**Your assignment**: Report, as a single number, how many lines of the records contain the word "contribution".

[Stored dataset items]
'''
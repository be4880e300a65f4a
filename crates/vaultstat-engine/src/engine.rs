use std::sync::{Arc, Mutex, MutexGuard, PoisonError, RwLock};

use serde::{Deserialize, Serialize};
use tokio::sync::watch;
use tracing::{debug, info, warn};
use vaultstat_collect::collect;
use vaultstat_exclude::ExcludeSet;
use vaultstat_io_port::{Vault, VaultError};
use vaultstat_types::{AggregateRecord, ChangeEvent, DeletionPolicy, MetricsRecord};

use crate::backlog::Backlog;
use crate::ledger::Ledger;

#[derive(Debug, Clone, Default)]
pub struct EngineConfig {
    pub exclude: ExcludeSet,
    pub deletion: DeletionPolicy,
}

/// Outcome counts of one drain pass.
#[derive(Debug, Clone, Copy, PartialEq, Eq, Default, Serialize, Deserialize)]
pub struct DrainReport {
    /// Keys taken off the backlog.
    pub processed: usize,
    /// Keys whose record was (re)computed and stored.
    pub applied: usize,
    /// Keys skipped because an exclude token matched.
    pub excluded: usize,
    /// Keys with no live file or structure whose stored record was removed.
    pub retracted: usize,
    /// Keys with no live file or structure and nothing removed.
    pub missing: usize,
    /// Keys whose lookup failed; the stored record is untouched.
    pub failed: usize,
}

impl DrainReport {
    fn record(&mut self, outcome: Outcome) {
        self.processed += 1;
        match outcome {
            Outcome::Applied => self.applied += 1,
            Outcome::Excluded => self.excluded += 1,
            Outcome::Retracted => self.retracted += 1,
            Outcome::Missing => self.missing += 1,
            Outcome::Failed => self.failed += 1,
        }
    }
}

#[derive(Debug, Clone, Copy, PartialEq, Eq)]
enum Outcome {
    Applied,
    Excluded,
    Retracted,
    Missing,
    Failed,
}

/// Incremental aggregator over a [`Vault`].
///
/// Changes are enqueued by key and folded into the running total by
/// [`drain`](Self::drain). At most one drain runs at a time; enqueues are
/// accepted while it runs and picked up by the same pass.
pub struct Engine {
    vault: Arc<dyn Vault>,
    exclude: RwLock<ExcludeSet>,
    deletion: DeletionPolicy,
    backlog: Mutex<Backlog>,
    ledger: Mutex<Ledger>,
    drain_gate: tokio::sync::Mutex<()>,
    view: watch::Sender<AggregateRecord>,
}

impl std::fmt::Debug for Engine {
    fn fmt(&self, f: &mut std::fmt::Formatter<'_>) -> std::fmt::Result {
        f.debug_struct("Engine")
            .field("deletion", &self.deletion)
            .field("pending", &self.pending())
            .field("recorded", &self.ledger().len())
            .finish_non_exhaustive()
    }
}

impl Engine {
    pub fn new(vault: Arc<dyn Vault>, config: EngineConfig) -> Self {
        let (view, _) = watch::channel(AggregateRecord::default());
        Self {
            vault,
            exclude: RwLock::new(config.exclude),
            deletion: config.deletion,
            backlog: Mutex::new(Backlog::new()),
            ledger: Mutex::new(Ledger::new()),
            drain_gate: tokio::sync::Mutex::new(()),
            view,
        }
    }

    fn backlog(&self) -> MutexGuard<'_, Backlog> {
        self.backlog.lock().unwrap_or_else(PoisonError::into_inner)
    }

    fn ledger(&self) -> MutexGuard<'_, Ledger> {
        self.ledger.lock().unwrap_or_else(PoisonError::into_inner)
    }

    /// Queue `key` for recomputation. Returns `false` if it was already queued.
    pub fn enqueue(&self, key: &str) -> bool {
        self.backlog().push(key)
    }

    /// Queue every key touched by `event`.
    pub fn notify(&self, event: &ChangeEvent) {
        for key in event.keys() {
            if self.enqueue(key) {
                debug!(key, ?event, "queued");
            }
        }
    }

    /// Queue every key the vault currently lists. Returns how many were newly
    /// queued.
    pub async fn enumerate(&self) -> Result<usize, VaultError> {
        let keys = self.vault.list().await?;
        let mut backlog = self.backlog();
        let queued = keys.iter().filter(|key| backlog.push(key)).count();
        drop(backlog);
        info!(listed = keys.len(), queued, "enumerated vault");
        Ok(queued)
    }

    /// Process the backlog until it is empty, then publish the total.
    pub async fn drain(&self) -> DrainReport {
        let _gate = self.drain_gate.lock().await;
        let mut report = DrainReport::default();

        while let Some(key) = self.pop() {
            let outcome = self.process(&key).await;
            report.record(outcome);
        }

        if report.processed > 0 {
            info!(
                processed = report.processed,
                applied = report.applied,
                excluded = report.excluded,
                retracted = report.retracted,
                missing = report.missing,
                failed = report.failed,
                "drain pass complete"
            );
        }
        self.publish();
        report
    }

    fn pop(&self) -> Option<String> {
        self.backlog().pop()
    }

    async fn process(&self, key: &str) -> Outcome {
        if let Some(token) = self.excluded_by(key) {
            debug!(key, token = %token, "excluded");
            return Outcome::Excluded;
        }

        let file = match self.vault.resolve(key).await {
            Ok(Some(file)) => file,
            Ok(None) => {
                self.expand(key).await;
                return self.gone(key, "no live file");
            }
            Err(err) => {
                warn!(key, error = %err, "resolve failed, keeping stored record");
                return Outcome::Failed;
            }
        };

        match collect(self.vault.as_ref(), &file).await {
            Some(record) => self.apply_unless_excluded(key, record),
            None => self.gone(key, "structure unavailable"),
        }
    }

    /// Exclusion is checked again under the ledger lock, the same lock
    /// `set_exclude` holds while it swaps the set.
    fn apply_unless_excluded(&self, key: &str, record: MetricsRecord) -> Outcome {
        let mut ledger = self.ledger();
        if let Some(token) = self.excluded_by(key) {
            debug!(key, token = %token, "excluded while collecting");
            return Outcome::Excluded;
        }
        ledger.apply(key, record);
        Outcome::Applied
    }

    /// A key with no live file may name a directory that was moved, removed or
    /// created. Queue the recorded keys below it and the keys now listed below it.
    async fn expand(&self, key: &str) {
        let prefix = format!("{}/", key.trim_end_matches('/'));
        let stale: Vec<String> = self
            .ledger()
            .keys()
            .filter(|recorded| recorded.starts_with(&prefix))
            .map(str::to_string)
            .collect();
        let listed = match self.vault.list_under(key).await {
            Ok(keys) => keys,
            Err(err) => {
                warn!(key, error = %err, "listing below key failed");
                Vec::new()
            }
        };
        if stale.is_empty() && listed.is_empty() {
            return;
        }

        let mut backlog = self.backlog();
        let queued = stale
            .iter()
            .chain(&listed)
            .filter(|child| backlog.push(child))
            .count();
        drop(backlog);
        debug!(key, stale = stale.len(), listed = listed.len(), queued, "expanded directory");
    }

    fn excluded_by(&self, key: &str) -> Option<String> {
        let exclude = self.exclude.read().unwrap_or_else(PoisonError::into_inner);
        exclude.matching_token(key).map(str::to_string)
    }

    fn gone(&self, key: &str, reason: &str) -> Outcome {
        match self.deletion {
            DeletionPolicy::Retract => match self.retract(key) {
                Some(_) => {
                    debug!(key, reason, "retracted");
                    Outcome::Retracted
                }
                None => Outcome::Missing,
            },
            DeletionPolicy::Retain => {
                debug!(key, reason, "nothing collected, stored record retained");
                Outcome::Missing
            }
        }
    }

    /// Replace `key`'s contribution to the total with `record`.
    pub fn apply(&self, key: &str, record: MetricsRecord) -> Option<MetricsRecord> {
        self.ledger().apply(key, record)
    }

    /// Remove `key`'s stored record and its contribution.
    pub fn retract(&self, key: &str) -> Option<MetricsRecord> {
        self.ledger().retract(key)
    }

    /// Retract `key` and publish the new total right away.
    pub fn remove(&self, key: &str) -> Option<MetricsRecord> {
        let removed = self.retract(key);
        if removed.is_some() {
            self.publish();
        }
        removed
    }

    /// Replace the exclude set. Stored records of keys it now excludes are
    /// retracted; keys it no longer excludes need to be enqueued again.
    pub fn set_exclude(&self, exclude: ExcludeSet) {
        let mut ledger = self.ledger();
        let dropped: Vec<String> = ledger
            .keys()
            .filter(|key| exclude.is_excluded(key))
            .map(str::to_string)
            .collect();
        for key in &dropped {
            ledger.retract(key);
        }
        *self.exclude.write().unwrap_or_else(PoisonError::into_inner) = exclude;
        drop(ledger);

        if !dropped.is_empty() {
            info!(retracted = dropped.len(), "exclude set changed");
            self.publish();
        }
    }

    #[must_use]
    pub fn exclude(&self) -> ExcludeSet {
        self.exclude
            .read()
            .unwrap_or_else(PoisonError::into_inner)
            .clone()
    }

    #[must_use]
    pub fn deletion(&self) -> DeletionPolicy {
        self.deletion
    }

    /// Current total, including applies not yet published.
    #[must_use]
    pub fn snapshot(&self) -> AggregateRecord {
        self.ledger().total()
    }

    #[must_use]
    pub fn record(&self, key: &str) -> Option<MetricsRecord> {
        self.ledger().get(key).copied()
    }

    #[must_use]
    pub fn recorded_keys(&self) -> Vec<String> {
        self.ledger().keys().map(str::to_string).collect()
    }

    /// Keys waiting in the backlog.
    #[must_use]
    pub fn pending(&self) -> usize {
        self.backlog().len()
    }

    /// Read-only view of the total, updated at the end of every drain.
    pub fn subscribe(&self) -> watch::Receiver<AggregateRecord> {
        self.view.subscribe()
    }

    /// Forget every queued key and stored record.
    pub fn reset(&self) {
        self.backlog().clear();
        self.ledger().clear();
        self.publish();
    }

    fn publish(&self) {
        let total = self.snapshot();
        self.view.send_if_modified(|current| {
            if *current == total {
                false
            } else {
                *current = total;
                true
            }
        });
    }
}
'''
**Response box**: 2